(Stored data)

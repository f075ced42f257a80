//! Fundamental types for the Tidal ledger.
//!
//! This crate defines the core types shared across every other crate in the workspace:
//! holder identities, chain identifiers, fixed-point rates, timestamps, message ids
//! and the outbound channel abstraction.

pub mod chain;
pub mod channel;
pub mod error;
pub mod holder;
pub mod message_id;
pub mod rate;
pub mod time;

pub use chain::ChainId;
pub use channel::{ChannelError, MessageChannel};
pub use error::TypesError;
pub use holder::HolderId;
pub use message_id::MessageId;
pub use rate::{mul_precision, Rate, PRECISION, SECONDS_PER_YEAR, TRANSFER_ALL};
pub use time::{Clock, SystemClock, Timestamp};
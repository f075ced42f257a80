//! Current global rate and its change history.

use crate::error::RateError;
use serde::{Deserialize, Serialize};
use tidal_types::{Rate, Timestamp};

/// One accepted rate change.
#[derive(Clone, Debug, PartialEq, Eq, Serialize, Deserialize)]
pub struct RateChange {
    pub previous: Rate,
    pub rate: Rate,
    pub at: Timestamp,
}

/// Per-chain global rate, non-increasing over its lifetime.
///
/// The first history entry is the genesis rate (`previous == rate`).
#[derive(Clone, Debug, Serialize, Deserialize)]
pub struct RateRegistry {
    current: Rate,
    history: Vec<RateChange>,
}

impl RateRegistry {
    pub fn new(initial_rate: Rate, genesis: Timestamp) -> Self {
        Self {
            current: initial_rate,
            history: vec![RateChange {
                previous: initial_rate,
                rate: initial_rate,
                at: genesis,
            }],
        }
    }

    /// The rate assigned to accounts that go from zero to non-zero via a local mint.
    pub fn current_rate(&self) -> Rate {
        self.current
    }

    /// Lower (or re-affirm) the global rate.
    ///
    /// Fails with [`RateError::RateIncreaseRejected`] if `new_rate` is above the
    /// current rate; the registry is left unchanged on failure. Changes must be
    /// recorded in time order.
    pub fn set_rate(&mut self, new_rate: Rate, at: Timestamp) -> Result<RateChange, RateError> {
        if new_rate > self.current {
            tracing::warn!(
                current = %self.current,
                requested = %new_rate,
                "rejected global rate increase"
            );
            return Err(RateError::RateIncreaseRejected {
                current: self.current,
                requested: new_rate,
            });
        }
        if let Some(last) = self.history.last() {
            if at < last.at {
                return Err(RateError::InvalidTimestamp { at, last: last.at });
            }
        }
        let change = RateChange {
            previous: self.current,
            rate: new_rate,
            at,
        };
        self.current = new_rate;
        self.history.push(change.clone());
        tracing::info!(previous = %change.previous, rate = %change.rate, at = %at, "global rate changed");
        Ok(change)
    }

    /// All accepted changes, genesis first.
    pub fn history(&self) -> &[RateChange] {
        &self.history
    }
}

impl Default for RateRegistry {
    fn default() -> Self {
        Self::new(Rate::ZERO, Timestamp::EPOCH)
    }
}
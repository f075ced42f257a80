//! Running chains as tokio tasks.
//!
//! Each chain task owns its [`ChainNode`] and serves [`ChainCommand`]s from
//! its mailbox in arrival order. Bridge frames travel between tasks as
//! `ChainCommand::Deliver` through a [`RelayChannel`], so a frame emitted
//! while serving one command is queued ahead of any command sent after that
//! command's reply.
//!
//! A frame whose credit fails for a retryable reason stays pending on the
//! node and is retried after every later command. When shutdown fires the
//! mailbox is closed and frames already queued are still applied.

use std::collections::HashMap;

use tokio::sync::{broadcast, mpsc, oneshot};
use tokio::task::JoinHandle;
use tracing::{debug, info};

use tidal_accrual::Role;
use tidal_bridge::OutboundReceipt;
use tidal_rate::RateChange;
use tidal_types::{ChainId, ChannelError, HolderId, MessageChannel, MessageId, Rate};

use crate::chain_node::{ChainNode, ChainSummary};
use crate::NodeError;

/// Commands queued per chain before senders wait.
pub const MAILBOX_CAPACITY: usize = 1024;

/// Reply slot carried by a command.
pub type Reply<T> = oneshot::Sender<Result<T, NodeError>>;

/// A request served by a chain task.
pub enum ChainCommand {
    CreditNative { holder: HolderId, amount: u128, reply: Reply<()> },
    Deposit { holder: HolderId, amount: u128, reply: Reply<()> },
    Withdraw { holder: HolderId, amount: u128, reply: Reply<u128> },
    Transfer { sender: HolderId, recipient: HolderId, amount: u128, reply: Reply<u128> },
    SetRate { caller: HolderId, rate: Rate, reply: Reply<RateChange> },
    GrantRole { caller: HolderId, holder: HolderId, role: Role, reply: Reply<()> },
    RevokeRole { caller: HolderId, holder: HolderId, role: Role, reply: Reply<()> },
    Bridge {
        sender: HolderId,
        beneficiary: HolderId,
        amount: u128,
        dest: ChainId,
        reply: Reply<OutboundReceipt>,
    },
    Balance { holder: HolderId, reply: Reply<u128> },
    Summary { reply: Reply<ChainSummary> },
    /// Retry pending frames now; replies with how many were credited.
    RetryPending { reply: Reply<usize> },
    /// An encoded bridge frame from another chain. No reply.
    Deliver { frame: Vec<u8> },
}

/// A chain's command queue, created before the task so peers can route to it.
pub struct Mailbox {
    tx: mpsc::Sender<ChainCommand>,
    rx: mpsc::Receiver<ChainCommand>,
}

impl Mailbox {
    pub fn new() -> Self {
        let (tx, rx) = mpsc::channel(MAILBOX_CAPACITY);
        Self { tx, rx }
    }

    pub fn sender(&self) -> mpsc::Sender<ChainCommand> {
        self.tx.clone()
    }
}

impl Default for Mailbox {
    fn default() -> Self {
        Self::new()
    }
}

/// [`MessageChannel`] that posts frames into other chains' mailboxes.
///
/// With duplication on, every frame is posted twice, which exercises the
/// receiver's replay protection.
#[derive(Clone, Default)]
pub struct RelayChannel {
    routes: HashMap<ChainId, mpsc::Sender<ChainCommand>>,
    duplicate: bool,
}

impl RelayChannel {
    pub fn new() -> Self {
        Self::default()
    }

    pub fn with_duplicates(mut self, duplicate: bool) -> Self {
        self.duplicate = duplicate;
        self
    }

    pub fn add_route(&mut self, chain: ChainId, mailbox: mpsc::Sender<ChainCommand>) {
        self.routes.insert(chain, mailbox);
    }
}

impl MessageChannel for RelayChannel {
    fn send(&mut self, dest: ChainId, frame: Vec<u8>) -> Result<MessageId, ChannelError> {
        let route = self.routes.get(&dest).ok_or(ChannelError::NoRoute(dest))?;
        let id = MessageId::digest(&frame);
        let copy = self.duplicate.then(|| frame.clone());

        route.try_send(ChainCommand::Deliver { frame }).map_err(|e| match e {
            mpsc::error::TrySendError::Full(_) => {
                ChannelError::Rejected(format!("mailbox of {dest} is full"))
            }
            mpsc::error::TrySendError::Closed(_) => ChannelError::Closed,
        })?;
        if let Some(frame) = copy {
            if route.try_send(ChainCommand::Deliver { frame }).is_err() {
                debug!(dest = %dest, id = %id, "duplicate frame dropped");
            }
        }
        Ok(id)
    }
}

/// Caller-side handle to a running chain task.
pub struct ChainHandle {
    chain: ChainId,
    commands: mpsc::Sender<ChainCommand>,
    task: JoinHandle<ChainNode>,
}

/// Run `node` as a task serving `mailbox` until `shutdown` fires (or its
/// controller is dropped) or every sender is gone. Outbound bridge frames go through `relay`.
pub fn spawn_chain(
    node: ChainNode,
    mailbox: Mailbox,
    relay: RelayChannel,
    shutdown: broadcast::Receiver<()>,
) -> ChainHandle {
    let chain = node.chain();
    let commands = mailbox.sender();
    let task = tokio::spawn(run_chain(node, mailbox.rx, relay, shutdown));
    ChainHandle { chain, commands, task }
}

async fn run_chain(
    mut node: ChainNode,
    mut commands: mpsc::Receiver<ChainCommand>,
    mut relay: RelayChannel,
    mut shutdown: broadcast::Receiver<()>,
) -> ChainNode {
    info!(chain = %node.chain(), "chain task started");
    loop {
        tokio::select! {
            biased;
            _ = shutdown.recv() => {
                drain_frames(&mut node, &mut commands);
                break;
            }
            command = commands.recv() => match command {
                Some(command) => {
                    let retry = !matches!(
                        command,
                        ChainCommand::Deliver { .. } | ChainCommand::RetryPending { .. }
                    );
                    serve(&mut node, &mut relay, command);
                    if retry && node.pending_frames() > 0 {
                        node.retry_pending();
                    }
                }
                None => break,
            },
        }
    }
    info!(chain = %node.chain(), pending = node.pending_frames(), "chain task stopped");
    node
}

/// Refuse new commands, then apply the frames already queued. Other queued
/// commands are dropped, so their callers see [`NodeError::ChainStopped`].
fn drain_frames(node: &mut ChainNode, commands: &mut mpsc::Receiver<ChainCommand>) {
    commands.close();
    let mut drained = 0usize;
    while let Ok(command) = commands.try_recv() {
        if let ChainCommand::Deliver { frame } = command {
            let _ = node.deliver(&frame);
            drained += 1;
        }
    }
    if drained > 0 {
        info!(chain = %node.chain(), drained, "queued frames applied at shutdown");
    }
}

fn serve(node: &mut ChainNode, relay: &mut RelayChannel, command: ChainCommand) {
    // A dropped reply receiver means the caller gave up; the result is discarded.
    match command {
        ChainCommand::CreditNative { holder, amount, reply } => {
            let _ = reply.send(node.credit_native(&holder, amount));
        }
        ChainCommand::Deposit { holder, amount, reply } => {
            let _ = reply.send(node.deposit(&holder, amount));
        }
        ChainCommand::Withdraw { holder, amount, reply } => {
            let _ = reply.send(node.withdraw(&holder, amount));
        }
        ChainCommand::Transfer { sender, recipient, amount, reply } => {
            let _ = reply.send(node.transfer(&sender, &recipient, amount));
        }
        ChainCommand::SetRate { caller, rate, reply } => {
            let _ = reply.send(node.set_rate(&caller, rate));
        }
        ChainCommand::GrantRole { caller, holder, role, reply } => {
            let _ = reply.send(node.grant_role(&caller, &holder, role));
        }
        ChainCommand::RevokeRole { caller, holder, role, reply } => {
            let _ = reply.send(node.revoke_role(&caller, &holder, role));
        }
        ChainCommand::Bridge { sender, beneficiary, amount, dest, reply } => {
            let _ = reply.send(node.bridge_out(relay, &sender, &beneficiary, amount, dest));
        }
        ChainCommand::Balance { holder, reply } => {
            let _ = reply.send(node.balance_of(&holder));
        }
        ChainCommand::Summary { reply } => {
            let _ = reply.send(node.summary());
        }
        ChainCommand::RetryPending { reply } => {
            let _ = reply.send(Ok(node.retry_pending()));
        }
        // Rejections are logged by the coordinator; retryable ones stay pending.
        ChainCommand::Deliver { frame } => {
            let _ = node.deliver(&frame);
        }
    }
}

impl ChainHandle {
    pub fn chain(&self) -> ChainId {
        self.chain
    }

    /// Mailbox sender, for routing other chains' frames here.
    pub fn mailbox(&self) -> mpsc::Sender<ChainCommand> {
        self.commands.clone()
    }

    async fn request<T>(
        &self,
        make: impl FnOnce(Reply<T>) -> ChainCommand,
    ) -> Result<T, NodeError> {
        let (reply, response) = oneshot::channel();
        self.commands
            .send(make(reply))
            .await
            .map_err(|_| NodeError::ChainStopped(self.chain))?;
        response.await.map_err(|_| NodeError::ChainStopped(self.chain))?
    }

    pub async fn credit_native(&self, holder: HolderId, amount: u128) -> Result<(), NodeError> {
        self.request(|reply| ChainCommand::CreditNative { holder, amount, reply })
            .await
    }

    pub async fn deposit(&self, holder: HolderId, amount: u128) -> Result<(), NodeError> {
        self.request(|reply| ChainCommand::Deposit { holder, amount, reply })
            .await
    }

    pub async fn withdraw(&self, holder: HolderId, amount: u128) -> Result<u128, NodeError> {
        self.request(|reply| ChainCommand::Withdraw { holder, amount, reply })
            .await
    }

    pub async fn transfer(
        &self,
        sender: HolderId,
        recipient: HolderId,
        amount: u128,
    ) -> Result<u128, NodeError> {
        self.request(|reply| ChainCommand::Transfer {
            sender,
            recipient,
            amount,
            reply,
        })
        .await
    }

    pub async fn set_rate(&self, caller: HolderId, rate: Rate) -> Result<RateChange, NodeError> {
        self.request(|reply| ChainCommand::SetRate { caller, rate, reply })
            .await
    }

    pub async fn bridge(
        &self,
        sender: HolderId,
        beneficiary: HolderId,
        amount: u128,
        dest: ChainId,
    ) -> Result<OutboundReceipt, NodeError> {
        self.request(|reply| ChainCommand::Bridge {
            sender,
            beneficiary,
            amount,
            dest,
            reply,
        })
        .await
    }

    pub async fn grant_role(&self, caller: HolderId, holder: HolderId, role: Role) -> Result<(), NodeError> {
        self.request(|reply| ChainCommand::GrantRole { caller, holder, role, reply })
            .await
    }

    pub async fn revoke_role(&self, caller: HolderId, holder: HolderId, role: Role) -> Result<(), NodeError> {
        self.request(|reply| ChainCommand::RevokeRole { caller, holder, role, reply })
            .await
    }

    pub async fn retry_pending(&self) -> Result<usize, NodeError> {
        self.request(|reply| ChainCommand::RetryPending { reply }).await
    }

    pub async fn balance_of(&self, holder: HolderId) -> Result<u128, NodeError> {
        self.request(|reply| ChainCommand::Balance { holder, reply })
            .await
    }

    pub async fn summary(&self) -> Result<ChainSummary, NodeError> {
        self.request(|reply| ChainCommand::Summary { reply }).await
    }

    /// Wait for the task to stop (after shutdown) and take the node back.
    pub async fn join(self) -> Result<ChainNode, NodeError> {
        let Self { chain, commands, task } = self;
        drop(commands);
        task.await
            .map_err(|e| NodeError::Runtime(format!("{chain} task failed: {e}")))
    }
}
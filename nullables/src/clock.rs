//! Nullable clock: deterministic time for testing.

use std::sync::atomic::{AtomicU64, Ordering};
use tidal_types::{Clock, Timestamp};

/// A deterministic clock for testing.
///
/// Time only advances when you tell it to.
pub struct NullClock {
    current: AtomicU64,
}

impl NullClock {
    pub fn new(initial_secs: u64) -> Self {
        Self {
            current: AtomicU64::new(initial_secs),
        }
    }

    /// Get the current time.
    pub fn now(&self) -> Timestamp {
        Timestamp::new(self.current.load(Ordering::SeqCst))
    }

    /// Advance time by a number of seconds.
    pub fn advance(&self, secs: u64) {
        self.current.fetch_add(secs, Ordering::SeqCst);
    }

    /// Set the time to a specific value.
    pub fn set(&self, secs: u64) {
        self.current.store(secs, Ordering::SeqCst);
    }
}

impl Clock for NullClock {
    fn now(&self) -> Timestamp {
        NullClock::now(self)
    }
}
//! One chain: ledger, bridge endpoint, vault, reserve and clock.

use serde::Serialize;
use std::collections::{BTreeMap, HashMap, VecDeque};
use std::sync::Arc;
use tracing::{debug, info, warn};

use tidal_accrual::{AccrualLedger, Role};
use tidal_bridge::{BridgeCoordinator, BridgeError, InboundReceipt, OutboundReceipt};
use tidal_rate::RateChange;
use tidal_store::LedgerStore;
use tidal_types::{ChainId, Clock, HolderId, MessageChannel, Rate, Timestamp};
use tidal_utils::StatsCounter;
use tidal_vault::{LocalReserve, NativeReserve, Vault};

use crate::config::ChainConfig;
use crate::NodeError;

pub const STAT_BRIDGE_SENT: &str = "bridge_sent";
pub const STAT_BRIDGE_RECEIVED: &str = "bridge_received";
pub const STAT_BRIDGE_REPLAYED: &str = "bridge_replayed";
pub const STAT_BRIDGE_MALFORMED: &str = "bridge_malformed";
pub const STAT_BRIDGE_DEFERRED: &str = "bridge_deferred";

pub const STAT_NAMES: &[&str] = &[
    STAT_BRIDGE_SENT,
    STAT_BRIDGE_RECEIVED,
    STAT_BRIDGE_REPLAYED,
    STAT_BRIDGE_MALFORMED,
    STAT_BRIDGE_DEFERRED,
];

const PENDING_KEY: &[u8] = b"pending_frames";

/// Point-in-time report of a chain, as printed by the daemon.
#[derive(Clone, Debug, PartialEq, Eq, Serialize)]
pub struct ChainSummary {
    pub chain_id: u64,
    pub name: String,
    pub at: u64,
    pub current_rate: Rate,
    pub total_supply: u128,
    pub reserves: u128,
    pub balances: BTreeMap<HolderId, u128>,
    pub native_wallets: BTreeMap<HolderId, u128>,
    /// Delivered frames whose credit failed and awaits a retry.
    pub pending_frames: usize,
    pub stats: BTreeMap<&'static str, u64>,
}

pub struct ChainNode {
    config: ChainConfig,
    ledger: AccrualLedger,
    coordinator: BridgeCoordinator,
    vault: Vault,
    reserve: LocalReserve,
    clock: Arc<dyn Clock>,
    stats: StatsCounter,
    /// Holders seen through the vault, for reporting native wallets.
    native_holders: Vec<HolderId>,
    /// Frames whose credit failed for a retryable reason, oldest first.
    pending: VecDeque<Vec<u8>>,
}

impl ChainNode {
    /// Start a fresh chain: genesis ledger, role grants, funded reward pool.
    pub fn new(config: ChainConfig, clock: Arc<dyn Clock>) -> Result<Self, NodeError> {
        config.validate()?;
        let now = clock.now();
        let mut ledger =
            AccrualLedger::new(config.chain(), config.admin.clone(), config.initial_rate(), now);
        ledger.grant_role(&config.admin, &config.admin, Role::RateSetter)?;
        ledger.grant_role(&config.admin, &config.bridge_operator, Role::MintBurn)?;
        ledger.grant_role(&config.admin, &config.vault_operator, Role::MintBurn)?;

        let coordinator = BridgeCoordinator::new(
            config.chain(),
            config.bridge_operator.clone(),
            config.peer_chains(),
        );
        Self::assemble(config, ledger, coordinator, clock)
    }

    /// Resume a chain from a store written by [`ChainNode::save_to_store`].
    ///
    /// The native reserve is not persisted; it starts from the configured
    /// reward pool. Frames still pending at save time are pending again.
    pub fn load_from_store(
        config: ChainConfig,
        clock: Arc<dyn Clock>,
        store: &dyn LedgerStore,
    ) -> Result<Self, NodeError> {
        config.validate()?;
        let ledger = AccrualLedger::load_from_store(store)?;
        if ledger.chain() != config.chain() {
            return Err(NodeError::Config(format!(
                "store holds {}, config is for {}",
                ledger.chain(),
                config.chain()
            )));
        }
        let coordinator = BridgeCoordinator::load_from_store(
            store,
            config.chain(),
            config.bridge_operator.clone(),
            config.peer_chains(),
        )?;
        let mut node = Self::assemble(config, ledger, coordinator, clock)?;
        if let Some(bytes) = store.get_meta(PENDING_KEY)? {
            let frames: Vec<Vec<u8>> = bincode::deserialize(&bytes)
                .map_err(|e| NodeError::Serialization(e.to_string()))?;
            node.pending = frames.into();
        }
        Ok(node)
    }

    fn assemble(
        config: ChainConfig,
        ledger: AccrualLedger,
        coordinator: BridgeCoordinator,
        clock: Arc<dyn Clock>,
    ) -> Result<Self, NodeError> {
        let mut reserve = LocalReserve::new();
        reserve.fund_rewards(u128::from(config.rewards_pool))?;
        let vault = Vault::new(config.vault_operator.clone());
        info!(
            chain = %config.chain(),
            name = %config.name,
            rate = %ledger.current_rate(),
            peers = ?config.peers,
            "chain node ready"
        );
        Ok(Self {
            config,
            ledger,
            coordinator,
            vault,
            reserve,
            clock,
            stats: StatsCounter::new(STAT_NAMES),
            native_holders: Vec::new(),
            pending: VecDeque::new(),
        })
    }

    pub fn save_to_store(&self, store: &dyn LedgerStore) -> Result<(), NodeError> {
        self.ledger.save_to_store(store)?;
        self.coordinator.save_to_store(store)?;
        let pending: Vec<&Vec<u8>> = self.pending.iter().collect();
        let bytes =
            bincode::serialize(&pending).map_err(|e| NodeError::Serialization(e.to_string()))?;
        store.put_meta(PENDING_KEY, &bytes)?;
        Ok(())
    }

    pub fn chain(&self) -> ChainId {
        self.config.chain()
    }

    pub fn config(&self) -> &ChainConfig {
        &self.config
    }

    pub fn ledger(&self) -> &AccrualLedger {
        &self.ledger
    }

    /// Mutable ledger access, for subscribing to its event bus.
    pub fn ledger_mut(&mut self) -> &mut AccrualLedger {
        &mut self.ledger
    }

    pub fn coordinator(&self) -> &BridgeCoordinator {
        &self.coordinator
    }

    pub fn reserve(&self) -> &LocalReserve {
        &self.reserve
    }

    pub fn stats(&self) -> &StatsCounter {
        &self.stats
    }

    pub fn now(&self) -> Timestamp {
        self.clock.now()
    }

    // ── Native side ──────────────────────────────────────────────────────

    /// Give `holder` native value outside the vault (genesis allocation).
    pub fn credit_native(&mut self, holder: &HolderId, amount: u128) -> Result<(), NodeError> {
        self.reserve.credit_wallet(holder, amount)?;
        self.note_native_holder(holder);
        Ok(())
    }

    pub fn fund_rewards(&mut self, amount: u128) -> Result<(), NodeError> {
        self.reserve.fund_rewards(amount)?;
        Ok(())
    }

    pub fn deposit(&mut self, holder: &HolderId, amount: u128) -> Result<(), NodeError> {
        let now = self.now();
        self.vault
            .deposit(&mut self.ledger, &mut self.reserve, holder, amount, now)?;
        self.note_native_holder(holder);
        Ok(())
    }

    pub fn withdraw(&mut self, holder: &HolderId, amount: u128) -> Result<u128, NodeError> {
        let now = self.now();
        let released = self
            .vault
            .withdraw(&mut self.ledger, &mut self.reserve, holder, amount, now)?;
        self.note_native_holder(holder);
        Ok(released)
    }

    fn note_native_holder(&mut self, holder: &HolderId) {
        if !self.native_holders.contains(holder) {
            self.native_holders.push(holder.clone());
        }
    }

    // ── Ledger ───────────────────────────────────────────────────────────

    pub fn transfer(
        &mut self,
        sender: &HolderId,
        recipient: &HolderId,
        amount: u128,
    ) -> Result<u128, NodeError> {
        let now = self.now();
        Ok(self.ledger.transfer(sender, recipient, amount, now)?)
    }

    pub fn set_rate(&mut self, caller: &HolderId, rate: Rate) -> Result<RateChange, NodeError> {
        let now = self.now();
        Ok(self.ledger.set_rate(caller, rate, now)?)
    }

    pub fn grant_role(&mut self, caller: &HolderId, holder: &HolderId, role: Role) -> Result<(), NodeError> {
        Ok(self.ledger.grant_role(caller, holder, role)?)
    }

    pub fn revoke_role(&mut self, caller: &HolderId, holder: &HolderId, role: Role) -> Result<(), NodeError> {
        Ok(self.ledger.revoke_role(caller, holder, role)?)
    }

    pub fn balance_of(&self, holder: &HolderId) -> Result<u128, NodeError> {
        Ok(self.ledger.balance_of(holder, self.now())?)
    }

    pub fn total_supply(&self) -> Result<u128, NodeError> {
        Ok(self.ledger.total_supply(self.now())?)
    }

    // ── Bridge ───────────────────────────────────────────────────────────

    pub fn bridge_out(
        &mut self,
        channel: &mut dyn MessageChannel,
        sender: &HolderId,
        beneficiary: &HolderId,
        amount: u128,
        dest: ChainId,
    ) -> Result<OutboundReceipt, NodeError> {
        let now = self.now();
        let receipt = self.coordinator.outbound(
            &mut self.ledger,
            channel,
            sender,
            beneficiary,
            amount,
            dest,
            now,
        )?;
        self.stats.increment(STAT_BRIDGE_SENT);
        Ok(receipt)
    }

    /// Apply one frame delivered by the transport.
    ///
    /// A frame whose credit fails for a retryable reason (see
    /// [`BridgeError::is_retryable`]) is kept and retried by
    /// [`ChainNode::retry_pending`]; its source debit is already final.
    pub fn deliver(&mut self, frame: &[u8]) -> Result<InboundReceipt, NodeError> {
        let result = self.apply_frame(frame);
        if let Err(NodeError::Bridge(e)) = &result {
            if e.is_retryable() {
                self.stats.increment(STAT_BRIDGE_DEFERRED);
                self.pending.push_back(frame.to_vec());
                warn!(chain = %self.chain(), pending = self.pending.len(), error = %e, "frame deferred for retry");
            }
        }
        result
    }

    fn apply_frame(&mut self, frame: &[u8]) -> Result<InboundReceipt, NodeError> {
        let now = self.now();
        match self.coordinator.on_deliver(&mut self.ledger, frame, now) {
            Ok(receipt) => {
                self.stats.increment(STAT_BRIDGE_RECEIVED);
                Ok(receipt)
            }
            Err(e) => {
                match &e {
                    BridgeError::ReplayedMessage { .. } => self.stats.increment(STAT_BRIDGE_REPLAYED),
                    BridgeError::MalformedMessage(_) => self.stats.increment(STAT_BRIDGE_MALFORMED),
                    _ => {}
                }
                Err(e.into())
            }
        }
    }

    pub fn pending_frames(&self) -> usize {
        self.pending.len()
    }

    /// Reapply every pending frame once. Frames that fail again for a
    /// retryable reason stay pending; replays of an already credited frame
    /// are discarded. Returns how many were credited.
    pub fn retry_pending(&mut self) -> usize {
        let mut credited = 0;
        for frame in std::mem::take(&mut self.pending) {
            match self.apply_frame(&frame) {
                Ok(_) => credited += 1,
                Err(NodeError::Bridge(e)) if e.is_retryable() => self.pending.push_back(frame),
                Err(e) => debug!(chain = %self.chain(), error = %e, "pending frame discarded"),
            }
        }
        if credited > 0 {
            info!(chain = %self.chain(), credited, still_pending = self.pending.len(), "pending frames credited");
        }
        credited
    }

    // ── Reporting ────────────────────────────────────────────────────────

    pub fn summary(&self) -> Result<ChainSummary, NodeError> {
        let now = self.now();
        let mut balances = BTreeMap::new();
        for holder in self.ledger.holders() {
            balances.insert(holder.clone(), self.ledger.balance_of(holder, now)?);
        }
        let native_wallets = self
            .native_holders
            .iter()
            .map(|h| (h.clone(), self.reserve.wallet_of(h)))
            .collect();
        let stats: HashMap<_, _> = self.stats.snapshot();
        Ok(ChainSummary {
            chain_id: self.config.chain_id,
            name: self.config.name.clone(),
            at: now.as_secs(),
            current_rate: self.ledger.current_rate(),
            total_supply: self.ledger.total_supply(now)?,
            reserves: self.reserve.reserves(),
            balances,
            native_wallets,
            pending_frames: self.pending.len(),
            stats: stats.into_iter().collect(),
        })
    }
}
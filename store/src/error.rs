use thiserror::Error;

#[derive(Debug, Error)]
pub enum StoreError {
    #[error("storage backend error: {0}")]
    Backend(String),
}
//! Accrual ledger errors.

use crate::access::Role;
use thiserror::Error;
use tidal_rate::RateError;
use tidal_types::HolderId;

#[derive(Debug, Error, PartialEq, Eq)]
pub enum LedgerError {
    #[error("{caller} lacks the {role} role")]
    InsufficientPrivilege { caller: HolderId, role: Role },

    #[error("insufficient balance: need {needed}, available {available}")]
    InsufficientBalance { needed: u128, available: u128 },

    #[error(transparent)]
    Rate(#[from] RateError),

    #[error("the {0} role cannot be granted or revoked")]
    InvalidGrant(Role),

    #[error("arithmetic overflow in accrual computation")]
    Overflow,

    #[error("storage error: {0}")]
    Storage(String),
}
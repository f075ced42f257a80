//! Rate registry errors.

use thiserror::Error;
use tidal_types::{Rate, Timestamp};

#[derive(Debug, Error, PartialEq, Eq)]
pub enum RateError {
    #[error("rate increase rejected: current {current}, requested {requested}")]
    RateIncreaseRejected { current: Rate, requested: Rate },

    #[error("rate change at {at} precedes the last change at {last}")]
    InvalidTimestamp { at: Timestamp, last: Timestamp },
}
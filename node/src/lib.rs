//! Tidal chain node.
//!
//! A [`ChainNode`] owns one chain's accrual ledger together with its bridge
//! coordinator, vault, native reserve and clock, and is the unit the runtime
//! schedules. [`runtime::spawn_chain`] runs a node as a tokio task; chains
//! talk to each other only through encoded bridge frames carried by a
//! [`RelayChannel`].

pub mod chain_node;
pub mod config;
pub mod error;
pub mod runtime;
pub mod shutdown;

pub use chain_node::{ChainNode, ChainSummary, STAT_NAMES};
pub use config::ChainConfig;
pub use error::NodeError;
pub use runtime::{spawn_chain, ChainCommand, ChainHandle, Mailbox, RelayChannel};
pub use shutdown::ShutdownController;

◆ What you will do ◆
Copy out, from the records above, every line that holds the string "many".

◆ Task result ◆
    /// Retry pending frames now; replies with how many were credited.
    /// are discarded. Returns how many were credited.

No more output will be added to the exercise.